Ocho minutos en ser decapitado por robar un pan de un puesto en el bazar. Seis minutos en morir envenenado en el lujoso palacio Borgia por beber de la copa equivocada. Cuatro minutos en congelarse en una expedición al Ártico con John Davis. Tres minutos en morir fusilado por el ejército republicano. Tres segundos en romperse la columna entrenando con la selección de gimnasia de la RDA. Siete minutos en morir congelado por segunda vez al quedarse encerrado en la cámara frigoríca de una conocida cadena de comida rápida.
 
Adolfo González, el único ser vivo que vió la luz cegadora en 78 ocasiones, tan torpe que había sido incapaz de sobrevivir más de 11 minutos en ninguna época conocida por el hombre, deseó por un momento volver a su Mazda MX2 y que esta vez no apareciera la jodida luz cegadora con su puta voz profunda.

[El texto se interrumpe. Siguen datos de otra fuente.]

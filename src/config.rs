//! Configuration management for the contacts pipeline.
//!
//! This module handles loading and validating configuration from environment
//! variables. A `.env` file is honoured when present; it is read with
//! `dotenvy`, which never writes to stdout (stdout carries the JSON lines).

use crate::error::{ConfigError, ConfigResult};
use crate::merging::MergePolicy;
use crate::sorting::SortPolicy;
use std::env;
use std::path::PathBuf;

/// Configuration for the contacts pipeline.
#[derive(Debug, Clone)]
pub struct Config {
    /// JSON file holding contact sources and records
    pub contacts_file: PathBuf,

    /// Sort policy applied on startup and used for the sort badge (default: BY_NAME)
    pub default_sort_policy: SortPolicy,

    /// Identity keys used when merging records (default: number,email,full_name)
    pub merge_policy: MergePolicy,

    /// Log level (default: "error")
    pub log_level: String,
}

impl Config {
    /// Load configuration from environment variables.
    ///
    /// Required environment variables:
    /// - `CONTACTS_DATA_FILE`: Path of the contacts JSON file
    ///
    /// Optional environment variables:
    /// - `DEFAULT_SORT_POLICY`: One of BY_NAME, BY_NAME_REVERSED, BY_SURNAME, BY_SURNAME_REVERSED
    /// - `MERGE_KEYS`: Comma separated merge keys (default: "number,email,full_name")
    /// - `LOG_LEVEL`: Logging level (default: "error")
    pub fn from_env() -> ConfigResult<Self> {
        // A missing .env file is fine
        let _ = dotenvy::dotenv();

        let contacts_file = env::var("CONTACTS_DATA_FILE")
            .map_err(|_| ConfigError::MissingVar("CONTACTS_DATA_FILE".to_string()))?;

        if contacts_file.trim().is_empty() {
            return Err(ConfigError::InvalidValue {
                var: "CONTACTS_DATA_FILE".to_string(),
                reason: "Cannot be empty".to_string(),
            });
        }

        let default_sort_policy = match env::var("DEFAULT_SORT_POLICY") {
            Ok(val) => val.parse::<SortPolicy>().map_err(|e| ConfigError::InvalidValue {
                var: "DEFAULT_SORT_POLICY".to_string(),
                reason: e.to_string(),
            })?,
            Err(_) => SortPolicy::default(),
        };

        let merge_policy = match env::var("MERGE_KEYS") {
            Ok(val) => MergePolicy::parse(&val).map_err(|reason| ConfigError::InvalidValue {
                var: "MERGE_KEYS".to_string(),
                reason,
            })?,
            Err(_) => MergePolicy::default(),
        };

        let log_level = env::var("LOG_LEVEL").unwrap_or_else(|_| "error".to_string());

        Ok(Config {
            contacts_file: PathBuf::from(contacts_file),
            default_sort_policy,
            merge_policy,
            log_level,
        })
    }
}

impl Default for Config {
    fn default() -> Self {
        Config {
            contacts_file: PathBuf::new(),
            default_sort_policy: SortPolicy::default(),
            merge_policy: MergePolicy::default(),
            log_level: "error".to_string(),
        }
    }
}

#[cfg(test)]
mod tests {
    use super::*;
    use crate::merging::MergeKey;
    use serial_test::serial;
    use std::env;

    const VARS: [&str; 4] = [
        "CONTACTS_DATA_FILE",
        "DEFAULT_SORT_POLICY",
        "MERGE_KEYS",
        "LOG_LEVEL",
    ];

    // Helper to set and unset env vars for testing
    struct EnvGuard;

    impl EnvGuard {
        fn new() -> Self {
            for var in VARS {
                env::remove_var(var);
            }
            EnvGuard
        }

        fn set(&mut self, key: &str, value: &str) {
            env::set_var(key, value);
        }
    }

    impl Drop for EnvGuard {
        fn drop(&mut self) {
            for var in VARS {
                env::remove_var(var);
            }
        }
    }

    #[test]
    fn test_config_default() {
        let config = Config::default();
        assert_eq!(config.default_sort_policy, SortPolicy::ByName);
        assert_eq!(config.merge_policy, MergePolicy::default());
        assert_eq!(config.log_level, "error");
    }

    #[test]
    #[serial]
    fn test_config_from_env_valid() {
        let mut guard = EnvGuard::new();
        guard.set("CONTACTS_DATA_FILE", "/tmp/contacts.json");
        guard.set("DEFAULT_SORT_POLICY", "BY_SURNAME");
        guard.set("MERGE_KEYS", "email,number");

        let config = Config::from_env().unwrap();
        assert_eq!(config.contacts_file, PathBuf::from("/tmp/contacts.json"));
        assert_eq!(config.default_sort_policy, SortPolicy::BySurname);
        assert_eq!(
            config.merge_policy.keys(),
            &[MergeKey::Email, MergeKey::NormalizedNumber]
        );
    }

    #[test]
    #[serial]
    fn test_config_defaults_for_optional_vars() {
        let mut guard = EnvGuard::new();
        guard.set("CONTACTS_DATA_FILE", "contacts.json");

        let config = Config::from_env().unwrap();
        assert_eq!(config.default_sort_policy, SortPolicy::ByName);
        assert_eq!(config.merge_policy, MergePolicy::default());
    }

    #[test]
    #[serial]
    fn test_config_empty_contacts_file() {
        let mut guard = EnvGuard::new();
        guard.set("CONTACTS_DATA_FILE", "  ");

        match Config::from_env() {
            Err(ConfigError::InvalidValue { var, .. }) => assert_eq!(var, "CONTACTS_DATA_FILE"),
            other => panic!("Expected InvalidValue error, got: {:?}", other),
        }
    }

    #[test]
    #[serial]
    fn test_config_invalid_sort_policy() {
        let mut guard = EnvGuard::new();
        guard.set("CONTACTS_DATA_FILE", "contacts.json");
        guard.set("DEFAULT_SORT_POLICY", "BY_AGE");

        match Config::from_env() {
            Err(ConfigError::InvalidValue { var, reason }) => {
                assert_eq!(var, "DEFAULT_SORT_POLICY");
                assert!(reason.contains("BY_AGE"));
            }
            other => panic!("Expected InvalidValue error, got: {:?}", other),
        }
    }

    #[test]
    #[serial]
    fn test_config_invalid_merge_keys() {
        let mut guard = EnvGuard::new();
        guard.set("CONTACTS_DATA_FILE", "contacts.json");
        guard.set("MERGE_KEYS", "email,email");

        match Config::from_env() {
            Err(ConfigError::InvalidValue { var, .. }) => assert_eq!(var, "MERGE_KEYS"),
            other => panic!("Expected InvalidValue error, got: {:?}", other),
        }
    }
}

En ese momento, la obstinada y brillante luz cegadora apareció de nuevo.
 
No corrían buenos tiempos. Las protestas ciudadanas, con mayor o menor violencia, eran continuas. Esa misma tarde se habían manifestado miles de personas hartas tras demasiados años de austeridad. Al caer la noche, con las pancartas aún en las aceras y los ecos de las consignas en el aire, el hotel más lujoso de la ciudad recibía a una reducida comitiva de vehículos oficiales fuertemente escoltados. Siete comensales aguardaban en la lujosa mesa presidencial al último de ellos que, una vez más, llegaba tarde. Dieciocho minutos después, un hombre medio calvo de unos 57 años apareció acompañado del maitre, que le seguía afanosamente mientras se deshacía en halagos por volver a verle, algo que ocurría unas dos veces por semana.
 
El hombre se sentó en la mesa pidiendo disculpas con un gesto, a lo que otro comensal se apresuró a decir: – “Señor Ministro por favor, es usted un hombre muy ocupado”. El hombre negó con la cabeza mientras tomaba asiento y le entregaba una tarjeta que se fueron pasando. –”Desde hace dos horas ya no soy ministro”. En la parte inferior de la elegante tarjeta de papel de algodón de 350grs. bajo el logotipo de una importante empresa energética nacional, se podía leer en relieve: Adolfo de González. Consejero Delegado.